When Lisa Spellman, owner of New York’s 303 Gallery, introduced
Gursky and Ruff to the New York market in the early 1990s, their work commanded
about $2,000 for a single photograph. By the late 1990s, their works fetched
$10,000 to $20,000. New York dealer Sara Meltzer remembers when spending $28,000
on a Struth was an astronomical sum. She adds, “There was much discussion about
whether something produced as an edition could hold its value.” Now, with prints
selling for $150,000 to $300,000, these artists, their dealers and collectors
have made contemporary photography a highly competitive market. Many serious
collectors who concentrated on German photography in the early days are no
longer as interested now that prices are inflated. But Meltzer also admits that
they never expected the turnover to be so great.
In November 2001, Christie’s
set an auction record for Gursky when an immense panorama of a Parisian
apartment block, Paris, Montparnasse, sold for $600,000 to Korean art advisor
June Lee. In February 2002, Lee paid $619,000 for Untitled V, a veritable
still-life of shoes on display. Since then prices have fallen. “They were crazy,
and the market has peaked out,” explains Gerard Goodrow, Christie’s director of
Contemporary Art. “The Montparnasse image did so well because it was the only
one available; the others are in museums.”

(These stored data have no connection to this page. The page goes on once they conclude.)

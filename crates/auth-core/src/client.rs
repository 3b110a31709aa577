//! Password-grant token client

use async_trait::async_trait;
use base64::{engine::general_purpose::STANDARD, Engine as _};
use reqwest::header::{ACCEPT, AUTHORIZATION};
use std::time::Duration;
use tracing::{debug, info, warn};
use url::Url;

use crate::error::{AuthError, Result};
use crate::types::{AccessToken, Credentials};

/// Path of the token endpoint relative to the auth base URL
pub const TOKEN_PATH: &str = "/auth/v3/oauth/token";

/// Header carrying the API key on every request
pub const API_KEY_HEADER: &str = "x-api-key";

/// Source of access tokens.
///
/// The lifecycle controller only depends on this trait, so callers can plug
/// in a cached or externally obtained token.
#[async_trait]
pub trait TokenProvider: Send + Sync {
    /// Exchange the credentials for an access token. Exactly one attempt.
    async fn acquire_token(&self, credentials: &Credentials) -> Result<AccessToken>;
}

/// `TokenProvider` that performs an OAuth2 password grant.
#[derive(Debug, Clone)]
pub struct PasswordGrantClient {
    http: reqwest::Client,
    token_url: String,
}

impl PasswordGrantClient {
    pub fn new(auth_base_url: &str) -> Result<Self> {
        Self::with_timeout(auth_base_url, Duration::from_secs(30))
    }

    pub fn with_timeout(auth_base_url: &str, timeout: Duration) -> Result<Self> {
        let parsed = Url::parse(auth_base_url)
            .map_err(|e| AuthError::ConfigError(format!("invalid auth base url {}: {}", auth_base_url, e)))?;
        if parsed.cannot_be_a_base() {
            return Err(AuthError::ConfigError(format!("auth base url {} cannot be a base", auth_base_url)));
        }

        // Redirects from the token endpoint are reported as failures.
        let http = reqwest::Client::builder()
            .timeout(timeout)
            .redirect(reqwest::redirect::Policy::none())
            .build()?;

        Ok(Self {
            http,
            token_url: format!("{}{}", auth_base_url.trim_end_matches('/'), TOKEN_PATH),
        })
    }

    pub fn token_url(&self) -> &str {
        &self.token_url
    }

    fn basic_authorization(credentials: &Credentials) -> String {
        let pair = format!("{}:{}", credentials.client_id, credentials.client_secret);
        format!("Basic {}", STANDARD.encode(pair.as_bytes()))
    }
}

#[async_trait]
impl TokenProvider for PasswordGrantClient {
    async fn acquire_token(&self, credentials: &Credentials) -> Result<AccessToken> {
        debug!(url = %self.token_url, username = %credentials.username, "Requesting access token");

        let form = [
            ("grant_type", "password"),
            ("scope", "*"),
            ("client_id", credentials.client_id.as_str()),
            ("username", credentials.username.as_str()),
            ("password", credentials.password.as_str()),
        ];

        let response = self
            .http
            .post(&self.token_url)
            .header(AUTHORIZATION, Self::basic_authorization(credentials))
            .header(API_KEY_HEADER, &credentials.api_key)
            .header(ACCEPT, "application/json")
            .form(&form)
            .send()
            .await?;

        let status = response.status();
        let body = response.text().await?;

        if !status.is_success() {
            warn!(status = status.as_u16(), "Token request rejected");
            return Err(AuthError::Rejected {
                status: status.as_u16(),
                body,
            });
        }

        let value: serde_json::Value = serde_json::from_str(&body)
            .map_err(|e| AuthError::InvalidResponse(e.to_string()))?;

        match value.get("access_token").and_then(|v| v.as_str()) {
            Some(token) if !token.is_empty() => {}
            _ => return Err(AuthError::MissingToken),
        }

        let token: AccessToken = serde_json::from_value(value)
            .map_err(|e| AuthError::InvalidResponse(e.to_string()))?;

        info!(token = %token.redacted(), expires_in = ?token.expires_in, "Access token acquired");
        Ok(token)
    }
}
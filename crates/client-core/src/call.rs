//! Call tracking for the agent desktop
//!
//! Calls are never created locally: every [`Call`] is derived from a
//! `CallStateChanged` notification. The state synchronizer owns the map; this
//! module only defines the types.

use chrono::{DateTime, Utc};
use serde::{Deserialize, Serialize};
use serde_json::Value;
use std::collections::HashMap;
use std::fmt;

/// Connection id assigned by the voice backend
pub type CallId = String;

/// Connection state reported by the voice backend
#[derive(Debug, Clone, PartialEq, Eq, Hash, Serialize, Deserialize)]
pub enum CallState {
    /// Inbound call alerting on the agent's DN
    Ringing,
    /// Outbound call being placed
    Dialing,
    /// Call is connected
    Established,
    /// Call is on hold. The legacy `OnHold` label parses to this too and
    /// is reported back as `Held`.
    Held,
    /// Call has ended; never kept in the call map
    Released,
    /// Any other label the server sends, kept verbatim
    Other(String),
}

impl CallState {
    pub fn parse(label: &str) -> Self {
        match label {
            "Ringing" => CallState::Ringing,
            "Dialing" => CallState::Dialing,
            "Established" => CallState::Established,
            "Held" | "OnHold" => CallState::Held,
            "Released" => CallState::Released,
            other => CallState::Other(other.to_string()),
        }
    }

    pub fn as_str(&self) -> &str {
        match self {
            CallState::Ringing => "Ringing",
            CallState::Dialing => "Dialing",
            CallState::Established => "Established",
            CallState::Held => "Held",
            CallState::Released => "Released",
            CallState::Other(label) => label,
        }
    }

    /// States that start tracking a call
    pub fn creates_call(&self) -> bool {
        matches!(self, CallState::Ringing | CallState::Dialing)
    }

    /// Check if the call is in a terminated state
    pub fn is_terminated(&self) -> bool {
        matches!(self, CallState::Released)
    }
}

impl fmt::Display for CallState {
    fn fmt(&self, f: &mut fmt::Formatter<'_>) -> fmt::Result {
        f.write_str(self.as_str())
    }
}

/// A live call on the agent's DN
#[derive(Debug, Clone, PartialEq)]
pub struct Call {
    pub id: CallId,
    pub state: CallState,
    /// Inbound, Outbound, Internal, Consult...
    pub call_type: Option<String>,
    /// Parent connection for consult calls (transfer/conference)
    pub parent_conn_id: Option<CallId>,
    pub participants: Vec<String>,
    /// Attached user data, if any was sent
    pub user_data: Option<HashMap<String, Value>>,
    pub created_at: DateTime<Utc>,
    pub updated_at: DateTime<Utc>,
}

impl Call {
    pub fn new(id: impl Into<CallId>, state: CallState) -> Self {
        let now = Utc::now();
        Self {
            id: id.into(),
            state,
            call_type: None,
            parent_conn_id: None,
            participants: Vec::new(),
            user_data: None,
            created_at: now,
            updated_at: now,
        }
    }

    pub fn is_consult(&self) -> bool {
        self.parent_conn_id.is_some()
    }

    /// Fold an older record of the same connection into this one. Fields
    /// this call already knows win.
    pub(crate) fn absorb(&mut self, older: Call) {
        if self.call_type.is_none() {
            self.call_type = older.call_type;
        }
        if self.parent_conn_id.is_none() {
            self.parent_conn_id = older.parent_conn_id;
        }
        if self.participants.is_empty() {
            self.participants = older.participants;
        }
        if self.user_data.is_none() {
            self.user_data = older.user_data;
        }
        self.created_at = self.created_at.min(older.created_at);
    }
}
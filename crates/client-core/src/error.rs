//! Error types and handling for the client-core library
//!
//! Errors are grouped so callers can pick a recovery strategy:
//!
//! - **Bring-up errors** - `Auth`, `SessionError`, `HandshakeError`. Raised
//!   synchronously by `Client::initialize()`; nothing is left subscribed.
//! - **Initialization outcome** - `InitializationFailed`,
//!   `InitializationTimeout`, `SessionClosed`. Only delivered through the
//!   pending initialization handle.
//! - **Operation errors** - `OperationError` (non-success status code) and
//!   `NotInitialized` (session not active yet).
//!
//! Problems while handling pushed messages never show up here: they are
//! logged and the stream keeps flowing.
//!
//! ```rust,no_run
//! # use agentdesk_client_core::{Client, ClientError};
//! # async fn example(client: std::sync::Arc<Client>) {
//! match client.voice().answer("call-1").await {
//!     Ok(()) => {}
//!     Err(ClientError::OperationError { operation, code, .. }) => {
//!         eprintln!("{} refused by server with code {}", operation, code);
//!     }
//!     Err(e) => tracing::error!(error = %e, category = e.category(), "answer failed"),
//! }
//! # }
//! ```

use std::time::Duration;
use thiserror::Error;

use agentdesk_auth_core::AuthError;

/// Result type alias for client-core operations
pub type ClientResult<T> = Result<T, ClientError>;

#[derive(Error, Debug, Clone)]
pub enum ClientError {
    /// Credential exchange failed
    #[error("Authentication failed: {0}")]
    Auth(#[from] AuthError),

    /// Application session could not be opened
    #[error("Session could not be established: {reason}")]
    SessionError { reason: String },

    /// Notification channel handshake was rejected or could not be sent
    #[error("Notification channel handshake failed: {reason}")]
    HandshakeError { reason: String },

    /// The backend reported that initialization failed
    #[error("Initialization failed: {reason}")]
    InitializationFailed { reason: String },

    #[error("Initialization did not complete within {timeout:?}")]
    InitializationTimeout { timeout: Duration },

    #[error("Session closed before initialization completed")]
    SessionClosed,

    /// A call-control request returned something other than the success code
    #[error("{operation} failed with code: {code}")]
    OperationError {
        operation: String,
        code: i64,
        message: Option<String>,
    },

    #[error("Cannot {operation}: session is not active")]
    NotInitialized { operation: String },

    #[error("Invalid state: {reason}")]
    InvalidState { reason: String },

    #[error("Invalid argument {name}: {reason}")]
    InvalidArgument { name: String, reason: String },

    #[error("Network error: {reason}")]
    NetworkError { reason: String },

    #[error("Invalid configuration: {field} - {reason}")]
    InvalidConfiguration { field: String, reason: String },

    #[error("Internal error: {message}")]
    InternalError { message: String },
}

impl ClientError {
    pub fn session_error(reason: impl Into<String>) -> Self {
        Self::SessionError { reason: reason.into() }
    }

    pub fn handshake_error(reason: impl Into<String>) -> Self {
        Self::HandshakeError { reason: reason.into() }
    }

    pub fn network_error(reason: impl Into<String>) -> Self {
        Self::NetworkError { reason: reason.into() }
    }

    pub fn internal_error(message: impl Into<String>) -> Self {
        Self::InternalError { message: message.into() }
    }

    pub fn not_initialized(operation: impl Into<String>) -> Self {
        Self::NotInitialized { operation: operation.into() }
    }

    pub fn invalid_configuration(field: impl Into<String>, reason: impl Into<String>) -> Self {
        Self::InvalidConfiguration {
            field: field.into(),
            reason: reason.into(),
        }
    }

    /// Check if retrying the same request may succeed
    pub fn is_recoverable(&self) -> bool {
        match self {
            ClientError::NetworkError { .. } | ClientError::InitializationTimeout { .. } => true,
            ClientError::Auth(AuthError::NetworkError(_)) => true,
            _ => false,
        }
    }

    /// Check if error indicates an authentication issue
    pub fn is_auth_error(&self) -> bool {
        matches!(self, ClientError::Auth(_))
    }

    /// Get error category for metrics/logging
    pub fn category(&self) -> &'static str {
        match self {
            ClientError::Auth(_) => "auth",

            ClientError::SessionError { .. }
            | ClientError::SessionClosed
            | ClientError::NotInitialized { .. }
            | ClientError::InvalidState { .. } => "session",

            ClientError::HandshakeError { .. } | ClientError::NetworkError { .. } => "transport",

            ClientError::InitializationFailed { .. } | ClientError::InitializationTimeout { .. } => {
                "initialization"
            }

            ClientError::OperationError { .. } | ClientError::InvalidArgument { .. } => "operation",

            ClientError::InvalidConfiguration { .. } => "configuration",

            ClientError::InternalError { .. } => "system",
        }
    }
}

impl From<reqwest::Error> for ClientError {
    fn from(err: reqwest::Error) -> Self {
        ClientError::NetworkError {
            reason: err.to_string(),
        }
    }
}
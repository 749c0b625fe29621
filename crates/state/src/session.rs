use serde::{Deserialize, Serialize};
use uuid::Uuid;

use crate::playback::LoopMode;
use crate::timeline::Timeline;

/// Everything an external serializer needs to persist and restore a media
/// source verbatim: identity, decode preference, playback configuration
/// and the edited timeline.
#[derive(Debug, Clone, Serialize, Deserialize)]
pub struct SourceSettings {
    pub id: Uuid,
    pub uri: String,
    pub software_decode: bool,
    pub loop_mode: LoopMode,
    pub rate: f64,
    pub timeline: Timeline,
}

impl SourceSettings {
    pub fn new(uri: impl Into<String>) -> Self {
        Self {
            id: Uuid::new_v4(),
            uri: uri.into(),
            software_decode: false,
            loop_mode: LoopMode::default(),
            rate: 1.0,
            timeline: Timeline::default(),
        }
    }
}
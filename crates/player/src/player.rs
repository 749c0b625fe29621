use std::sync::Arc;

use tracing::info;
use uuid::Uuid;

use lumamix_media::frame::Consumed;
use lumamix_media::pipeline::{OpenProgress, PipelineController};
use lumamix_media::probe::ProbeSlots;
use lumamix_state::playback::{DesiredState, LoopMode};
use lumamix_state::session::SourceSettings;
use lumamix_state::timeline::{Time, Timeline, TIME_NONE};

use crate::command::{Command, PendingCommands, Scheduler, SyncMode};
use crate::upload::TextureUploader;

#[derive(Debug, Clone, Copy, PartialEq, Eq, Default)]
pub enum PlayerState {
    #[default]
    Uninitialized,
    Opening,
    Ready,
    Failed,
    Closed,
}

/// What the state machine decided to do about the current position.
#[derive(Debug, Clone, Copy, PartialEq, Eq)]
pub enum TickAction {
    None,
    Seek(Time),
    Loop,
}

/// Gap-skipping decision for one tick, kept free of pipeline state so the
/// seek targets are testable. Forward rate jumps to the first frame
/// boundary at or after the gap end; reverse rate to the last boundary
/// strictly before the gap begin. A target at or beyond the timeline edge
/// means the end was reached and the loop policy applies instead.
pub fn plan_tick(timeline: &Timeline, position: Time, rate: f64) -> TickAction {
    let Some(gap) = timeline.gap_at(position) else {
        return TickAction::None;
    };
    let step = timeline.step();
    if step == 0 {
        return TickAction::None;
    }
    if rate >= 0.0 {
        let offset = gap.end - timeline.begin();
        let target = timeline.begin() + offset.div_ceil(step) * step;
        if target < timeline.end() {
            TickAction::Seek(target)
        } else {
            TickAction::Loop
        }
    } else {
        let offset = gap.begin.saturating_sub(timeline.begin());
        let mut target = timeline.begin() + (offset / step) * step;
        if target >= gap.begin {
            target = target.saturating_sub(step);
        }
        if target > timeline.begin() {
            TickAction::Seek(target)
        } else {
            TickAction::Loop
        }
    }
}

/// Where the loop policy restarts playback: the first valid time for
/// forward rates, the last valid frame for reverse.
pub fn loop_target(timeline: &Timeline, rate: f64) -> Time {
    if rate >= 0.0 {
        timeline.next(timeline.begin())
    } else {
        let last = timeline.end().saturating_sub(timeline.step());
        timeline.previous(last)
    }
}

/// Per-source playback engine: one decode pipeline, one editable timeline,
/// one texture output. Driven once per tick from the render thread.
pub struct MediaPlayer {
    id: Uuid,
    controller: PipelineController,
    timeline: Timeline,
    uploader: TextureUploader,
    scheduler: Option<Arc<dyn Scheduler>>,
    pending: PendingCommands,
    state: PlayerState,
    seeking: bool,
    force_next_upload: bool,
    first_applied: bool,
}

impl MediaPlayer {
    pub fn new(probe_slots: Arc<ProbeSlots>) -> Self {
        Self {
            id: Uuid::new_v4(),
            controller: PipelineController::new(probe_slots),
            timeline: Timeline::default(),
            uploader: TextureUploader::new(),
            scheduler: None,
            pending: PendingCommands::default(),
            state: PlayerState::Uninitialized,
            seeking: false,
            force_next_upload: false,
            first_applied: false,
        }
    }

    pub fn with_scheduler(mut self, scheduler: Arc<dyn Scheduler>) -> Self {
        self.scheduler = Some(scheduler);
        self
    }

    pub fn id(&self) -> Uuid {
        self.id
    }

    pub fn state(&self) -> PlayerState {
        self.state
    }

    pub fn failed(&self) -> bool {
        self.state == PlayerState::Failed
    }

    pub fn media(&self) -> &lumamix_media::info::MediaInfo {
        self.controller.media()
    }

    pub fn timeline(&self) -> &Timeline {
        &self.timeline
    }

    /// Timeline edits (cut/restore/fade) happen on the tick thread only.
    pub fn timeline_mut(&mut self) -> &mut Timeline {
        &mut self.timeline
    }

    pub fn position(&self) -> Time {
        self.controller.params().position
    }

    pub fn rate(&self) -> f64 {
        self.controller.params().rate
    }

    pub fn loop_mode(&self) -> LoopMode {
        self.controller.params().loop_mode
    }

    pub fn is_playing(&self) -> bool {
        self.controller.params().desired == DesiredState::Playing
    }

    pub fn open(&mut self, path: &str, uri: &str) {
        if self.state == PlayerState::Ready {
            self.close();
        }
        self.controller.open(path, uri);
        self.state = PlayerState::Opening;
        self.first_applied = false;
        info!("Opening {uri}");
    }

    pub fn close(&mut self) {
        self.controller.close();
        self.uploader.reset();
        self.state = PlayerState::Closed;
        self.seeking = false;
    }

    /// One tick of the engine, called from the render loop.
    pub fn update(&mut self, ctx: &egui::Context) {
        match self.state {
            PlayerState::Uninitialized | PlayerState::Failed | PlayerState::Closed => return,
            PlayerState::Opening => {
                match self.controller.poll_open() {
                    OpenProgress::Opened => {
                        let end = self.controller.media().end;
                        let step = self.controller.media().frame_duration;
                        self.timeline.set_end(end);
                        self.timeline.set_step(step);
                        self.state = PlayerState::Ready;
                    }
                    OpenProgress::Failed => self.state = PlayerState::Failed,
                    _ => {}
                }
                return;
            }
            PlayerState::Ready => {}
        }
        if self.controller.failed() {
            self.state = PlayerState::Failed;
            return;
        }

        match self.consume_frame(ctx) {
            Consumed::Frame { pts, .. } => {
                self.force_next_upload = false;
                if !self.first_applied {
                    let first = self.controller.ring().first_pts();
                    if first != TIME_NONE {
                        self.timeline.set_first(first);
                        self.first_applied = true;
                    }
                }
                if pts != TIME_NONE {
                    self.controller.set_position(pts);
                }
            }
            Consumed::Eos => {
                self.apply_loop_policy();
                return;
            }
            Consumed::None => {}
        }

        if self.seeking {
            // one state query to resynchronize; never a second seek this tick
            self.controller.sync_state();
            self.seeking = false;
            return;
        }

        let params = self.controller.params();
        if params.desired != DesiredState::Playing || !params.enabled {
            return;
        }
        let position = params.position;
        if position == TIME_NONE {
            return;
        }
        match plan_tick(&self.timeline, position, params.rate) {
            TickAction::None => {}
            TickAction::Seek(target) => self.request_seek(target),
            TickAction::Loop => self.apply_loop_policy(),
        }
    }

    fn consume_frame(&mut self, ctx: &egui::Context) -> Consumed {
        let width = self.controller.media().width as usize;
        let height = self.controller.media().height as usize;
        let force = self.force_next_upload;
        let ring = self.controller.ring();
        let uploader = &mut self.uploader;
        ring.consume(|pixels, _pts, forced| {
            uploader.upload(ctx, width, height, pixels, forced || force);
        })
    }

    fn request_seek(&mut self, target: Time) {
        if self.controller.seek(target) {
            self.controller.set_position(target);
            self.seeking = true;
            self.force_next_upload = true;
        }
    }

    fn apply_loop_policy(&mut self) {
        match self.controller.params().loop_mode {
            LoopMode::None => self.controller.play(false),
            LoopMode::Rewind => {
                let target = loop_target(&self.timeline, self.controller.params().rate);
                self.controller.set_position(target);
                if self.controller.seek(target) {
                    self.seeking = true;
                    self.force_next_upload = true;
                }
            }
            LoopMode::Bidirectional => {
                let flipped = -self.controller.params().rate;
                if self.controller.set_rate(flipped) {
                    self.seeking = true;
                    self.force_next_upload = true;
                }
            }
        }
    }

    /// Start or pause playback. A play request sitting at the end of the
    /// valid range rewinds first; otherwise it would show one stale frame
    /// and stop again.
    pub fn play(&mut self, on: bool) {
        if on && self.state == PlayerState::Ready {
            let position = self.controller.params().position;
            let step = self.timeline.step();
            if position != TIME_NONE && step > 0 {
                let forward = self.controller.params().rate >= 0.0;
                let past_end = forward && position.saturating_add(step) >= self.timeline.end();
                let before_begin =
                    !forward && position <= self.timeline.next(self.timeline.begin());
                if past_end || before_begin {
                    self.rewind();
                }
            }
        }
        self.controller.play(on);
    }

    pub fn rewind(&mut self) {
        if self.state != PlayerState::Ready {
            return;
        }
        let target = loop_target(&self.timeline, self.controller.params().rate);
        self.controller.set_position(target);
        if self.controller.seek(target) {
            self.seeking = true;
            self.force_next_upload = true;
        }
    }

    /// Advance a single frame in the direction of the current rate,
    /// skipping across gaps.
    pub fn step(&mut self) {
        if self.state != PlayerState::Ready {
            return;
        }
        let step = self.timeline.step();
        let position = self.controller.params().position;
        if step == 0 || position == TIME_NONE {
            return;
        }
        let forward = self.controller.params().rate >= 0.0;
        let target = if forward {
            self.timeline.next(position.saturating_add(step))
        } else {
            self.timeline.previous(position.saturating_sub(step))
        };
        if target >= self.timeline.end() || (!forward && target <= self.timeline.begin()) {
            self.apply_loop_policy();
            return;
        }
        self.request_seek(target);
    }

    pub fn set_rate(&mut self, rate: f64) -> bool {
        let changed = self.controller.set_rate(rate);
        if changed && self.controller.is_open() {
            self.seeking = true;
            self.force_next_upload = true;
        }
        changed
    }

    pub fn set_loop_mode(&mut self, mode: LoopMode) {
        self.controller.set_loop_mode(mode);
    }

    pub fn enable(&mut self, on: bool) {
        self.controller.enable(on);
    }

    pub fn set_rewind_on_disable(&mut self, on: bool) {
        self.controller.rewind_on_disable = on;
    }

    pub fn set_software_decoding(&mut self, on: bool) {
        self.controller.set_software_decoding(on);
    }

    // --- deferred command surface -------------------------------------

    pub fn play_deferred(&mut self, on: bool, sync: SyncMode) {
        self.submit(Command::Play(on), sync);
    }

    pub fn rewind_deferred(&mut self, sync: SyncMode) {
        self.submit(Command::Rewind, sync);
    }

    pub fn step_deferred(&mut self, sync: SyncMode) {
        self.submit(Command::Step, sync);
    }

    fn submit(&mut self, cmd: Command, sync: SyncMode) {
        if self.pending.is_pending(cmd.family()) {
            return;
        }
        if sync != SyncMode::Immediate {
            if let Some(scheduler) = self.scheduler.clone() {
                self.pending.set(cmd.family());
                scheduler.defer(cmd, sync);
                return;
            }
        }
        self.execute(cmd);
    }

    /// Callback edge for the scheduler: runs the deferred command and
    /// releases its family slot.
    pub fn execute(&mut self, cmd: Command) {
        self.pending.clear(cmd.family());
        match cmd {
            Command::Play(on) => self.play(on),
            Command::Rewind => self.rewind(),
            Command::Step => self.step(),
        }
    }

    // --- session surface ----------------------------------------------

    pub fn settings(&self) -> SourceSettings {
        SourceSettings {
            id: self.id,
            uri: self.controller.uri().to_string(),
            software_decode: self.controller.software_decoding(),
            loop_mode: self.controller.params().loop_mode,
            rate: self.controller.params().rate,
            timeline: self.timeline.clone(),
        }
    }

    pub fn apply_settings(&mut self, settings: &SourceSettings) {
        self.id = settings.id;
        self.controller.set_software_decoding(settings.software_decode);
        self.controller.set_loop_mode(settings.loop_mode);
        let _ = self.controller.set_rate(settings.rate);
        self.timeline = settings.timeline.clone();
    }

    // --- texture surface ----------------------------------------------

    pub fn texture(&mut self, ctx: &egui::Context) -> egui::TextureHandle {
        self.uploader.texture(ctx)
    }

    pub fn has_frame(&self) -> bool {
        self.uploader.has_frame()
    }

    pub fn resolution(&self) -> (u32, u32) {
        (self.controller.media().width, self.controller.media().height)
    }

    pub fn aspect_ratio(&self) -> f32 {
        self.controller.media().aspect_ratio()
    }
}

At the November 2004 Phillips de
Pury sale, two Gursky works performed impressively. Athens (diptych) sold for
$299,200 and Union Rave for $232,000. Struth’s Kunsthistorisches Museum III,
Wien and Stanze di Raffaello II, Roma sold for $136,800 and $153,600,
respectively. Even considering the ebbs and flows of the art market, a collector
who would have stumbled upon one of these works 10 years ago could boast an
investment that far outpaces the S&P 500. In 1995, one of Struth’s most
sought-after images, Galleria dell’Accademia, sold for $14,000 at Christie’s.
Two years ago, another print of the same image sold for a triple-estimate
$342,000 at Sotheby’s.
Cay Sophie Rabinowitz is senior U.S. editor of Parkett, an international
contemporary art publication.
Additional Information
A Collector's Advisory.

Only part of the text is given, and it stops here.